The Ovator S-600 took three years to develop and is the result of a collaborative effort between Naim’s UK-based team and a German design team led by Karl-Heinz Fink. Several key design goals were pursued:
- “Delivers the performance and emotional connection to music expected of a Naim product.”
- “Easy to setup.”
- “Designed for free field use to ease room positioning.”
- Evenly balanced directivity (or dispersion) from the mid-bass region on up.
- Midrange/treble drive units decoupled from the main loudspeaker enclosure.
- No crossovers whatsoever within the critical midrange frequency band.
- Low distortion and high linearity.
- By design, the speaker does rely on solid listening room wall surfaces in order to achieve satisfactory performance.
- Main loudspeaker isolated from the plinth (and thus from the floor)·
- Bass-to-midrange crossover network isolated from the main loudspeaker enclosure.

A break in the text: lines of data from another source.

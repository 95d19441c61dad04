//! Spell catalog: cantrips and leveled spells per class, plus the
//! spellcasting rules that set each class's quotas.
//!
//! The catalog is a single JSON document:
//!
//! ```json
//! {
//!   "cantrips": { "Wizard": [SpellInfo, ...] },
//!   "spells": { "1st": { "Wizard": [SpellInfo, ...] } },
//!   "spellcasting_rules": { "Wizard": { "cantrips_known": 3, ... } }
//! }
//! ```
//!
//! Class keys are matched case-insensitively. Loading never fails hard:
//! a missing or malformed file yields an empty catalog and a warning.

use serde::{Deserialize, Serialize};
use std::collections::BTreeMap;
use std::path::Path;
use thiserror::Error;
use tracing::{debug, warn};

/// Default spell level key used by class spell lists.
pub const FIRST_LEVEL: &str = "1st";

/// Catalog shipped with the crate.
const BUILTIN_CATALOG: &str = include_str!("../data/spells.json");

/// Substrings marking a cantrip as a damage dealer.
const DAMAGE_CANTRIP_KEYWORDS: &[&str] = &["fire", "ray", "bolt", "blast"];

/// Substrings marking a leveled spell as a damage dealer.
const DAMAGE_SPELL_KEYWORDS: &[&str] = &["fire", "magic missile", "burning"];

/// Substring marking a leveled spell as healing.
const HEALING_SPELL_KEYWORD: &str = "cure";

/// Errors from reading a catalog document.
#[derive(Debug, Error)]
pub enum CatalogError {
    #[error("IO error: {0}")]
    Io(#[from] std::io::Error),

    #[error("JSON error: {0}")]
    Json(#[from] serde_json::Error),
}

/// Explicit spell classification, overriding the name heuristics.
#[derive(Debug, Clone, Copy, PartialEq, Eq, Serialize, Deserialize)]
#[serde(rename_all = "lowercase")]
pub enum SpellTag {
    Damage,
    Healing,
    Utility,
}

/// One catalog entry.
#[derive(Debug, Clone, PartialEq, Eq, Serialize, Deserialize)]
pub struct SpellInfo {
    pub name: String,
    #[serde(default)]
    pub school: String,
    #[serde(default)]
    pub casting_time: String,
    #[serde(default)]
    pub range: String,
    #[serde(default)]
    pub components: Vec<String>,
    #[serde(default)]
    pub duration: String,
    #[serde(default, skip_serializing_if = "Vec::is_empty")]
    pub tags: Vec<SpellTag>,
}

impl SpellInfo {
    /// Whether this entry carries explicit tags.
    pub fn is_tagged(&self) -> bool {
        !self.tags.is_empty()
    }

    /// Damage cantrip: tagged `damage`, else a name containing fire/ray/bolt/blast.
    pub fn is_damage_cantrip(&self) -> bool {
        self.classify(SpellTag::Damage, DAMAGE_CANTRIP_KEYWORDS)
    }

    /// Damage spell: tagged `damage`, else a name containing fire/magic missile/burning.
    pub fn is_damage_spell(&self) -> bool {
        self.classify(SpellTag::Damage, DAMAGE_SPELL_KEYWORDS)
    }

    /// Healing spell: tagged `healing`, else a name containing "cure".
    pub fn is_healing_spell(&self) -> bool {
        self.classify(SpellTag::Healing, &[HEALING_SPELL_KEYWORD])
    }

    fn classify(&self, tag: SpellTag, keywords: &[&str]) -> bool {
        if self.is_tagged() {
            return self.tags.contains(&tag);
        }
        let name = self.name.to_lowercase();
        keywords.iter().any(|k| name.contains(k))
    }

    /// One-line summary for display.
    pub fn describe(&self) -> String {
        format!(
            "{} ({}) - {}, Range: {}, Components: {}, Duration: {}",
            self.name,
            self.school,
            self.casting_time,
            self.range,
            self.components.join(", "),
            self.duration
        )
    }
}

/// Per-class quotas and slot counts at 1st level.
#[derive(Debug, Clone, Default, PartialEq, Eq, Serialize, Deserialize)]
pub struct SpellcastingRules {
    #[serde(default)]
    pub cantrips_known: usize,
    #[serde(default)]
    pub spells_known: usize,
    /// Three-letter ability code, e.g. `"INT"`.
    #[serde(default)]
    pub spellcasting_ability: String,
    /// Slot level key ("1st") to slot count.
    #[serde(default)]
    pub spell_slots: BTreeMap<String, u32>,
}

/// The loaded catalog. Read-only once built.
#[derive(Debug, Clone, Default, PartialEq, Serialize, Deserialize)]
pub struct SpellCatalog {
    #[serde(default)]
    pub cantrips: BTreeMap<String, Vec<SpellInfo>>,
    /// Spell level key to class to spells.
    #[serde(default)]
    pub spells: BTreeMap<String, BTreeMap<String, Vec<SpellInfo>>>,
    #[serde(default)]
    pub spellcasting_rules: BTreeMap<String, SpellcastingRules>,
}

impl SpellCatalog {
    /// An empty catalog; every class reads as a non-caster.
    pub fn empty() -> Self {
        Self::default()
    }

    /// Parse a catalog document.
    pub fn from_json_str(json: &str) -> Result<Self, CatalogError> {
        Ok(serde_json::from_str(json)?)
    }

    /// Read and parse a catalog file, reporting failures.
    pub fn try_load(path: impl AsRef<Path>) -> Result<Self, CatalogError> {
        let content = std::fs::read_to_string(path)?;
        Self::from_json_str(&content)
    }

    /// Read a catalog file, falling back to an empty catalog on any failure.
    pub fn load(path: impl AsRef<Path>) -> Self {
        let path = path.as_ref();
        match Self::try_load(path) {
            Ok(catalog) => {
                debug!(path = %path.display(), "Loaded spell catalog");
                catalog
            }
            Err(e) => {
                warn!(path = %path.display(), error = %e, "Spell catalog unavailable, using empty catalog");
                Self::empty()
            }
        }
    }

    /// The catalog bundled with the crate.
    pub fn builtin() -> Self {
        match Self::from_json_str(BUILTIN_CATALOG) {
            Ok(catalog) => catalog,
            Err(e) => {
                warn!(error = %e, "Bundled spell catalog failed to parse, using empty catalog");
                Self::empty()
            }
        }
    }

    /// Cantrips for a class. Empty if the class is unknown.
    pub fn cantrips_for(&self, class: &str) -> &[SpellInfo] {
        lookup_class(&self.cantrips, class)
            .map(Vec::as_slice)
            .unwrap_or(&[])
    }

    /// Spells of `level` ("1st", "2nd", ...) for a class.
    pub fn spells_for(&self, class: &str, level: &str) -> &[SpellInfo] {
        self.spells
            .get(level)
            .and_then(|by_class| lookup_class(by_class, class))
            .map(Vec::as_slice)
            .unwrap_or(&[])
    }

    pub fn rules_for(&self, class: &str) -> Option<&SpellcastingRules> {
        lookup_class(&self.spellcasting_rules, class)
    }

    /// First entry named `name` (case-insensitive), cantrips before leveled spells.
    pub fn find(&self, name: &str) -> Option<&SpellInfo> {
        self.cantrips
            .values()
            .chain(self.spells.values().flat_map(|by_class| by_class.values()))
            .flatten()
            .find(|s| s.name.eq_ignore_ascii_case(name))
    }

    pub fn is_empty(&self) -> bool {
        self.cantrips.is_empty() && self.spells.is_empty() && self.spellcasting_rules.is_empty()
    }
}

/// Class-key lookup: exact key first, then case-insensitive.
fn lookup_class<'a, V>(map: &'a BTreeMap<String, V>, class: &str) -> Option<&'a V> {
    map.get(class).or_else(|| {
        map.iter()
            .find(|(key, _)| key.eq_ignore_ascii_case(class))
            .map(|(_, v)| v)
    })
}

To address these design goals, the S-600 offers a number of innovative technical solutions, as outlined below.
Ovator S-600 Technical Highlights:
- Naim Balanced Mode Radiator (BMR) driver: Naim’s distinctive BMR driver handles all frequencies from the mid-bass region on up. Interestingly, the BMR driver behaves like a piston-type driver at the lower end of its operating range, but then transitions to behave as a multi-modal “bending wave device a high frequencies.” Two benefits of the BMR driver are its balanced directivity characteristic over its entire operating range, plus the fact that the BMR driver eliminates the need for typical midrange-to-tweeter crossover networks.
- Isolated BMR enclosure: the BMR driver is housed in massive, internally damped, die cast enclosure that is isolated from the Ovator’s main enclosure by a set of leaf springs.
- Dual, high-linearity bass drivers with motor systems developed through finite element analysis, which Naim says offer, “linearity previously only dreamt about.”
- Die-cast floor plinth acts as mounting plate for the Ovator, and as an isolated housing for the bass driver-to-BMR-driver crossover network.
- Crossover fabricated from “the finest components chosen by listening.”
- Main Ovator speaker enclosure is isolated from the floor plinth by leaf springs.
Given the innovative technologies and obvious attention to detail lavished on this speaker, we can’t wait to hear the Ovator S-600 in action.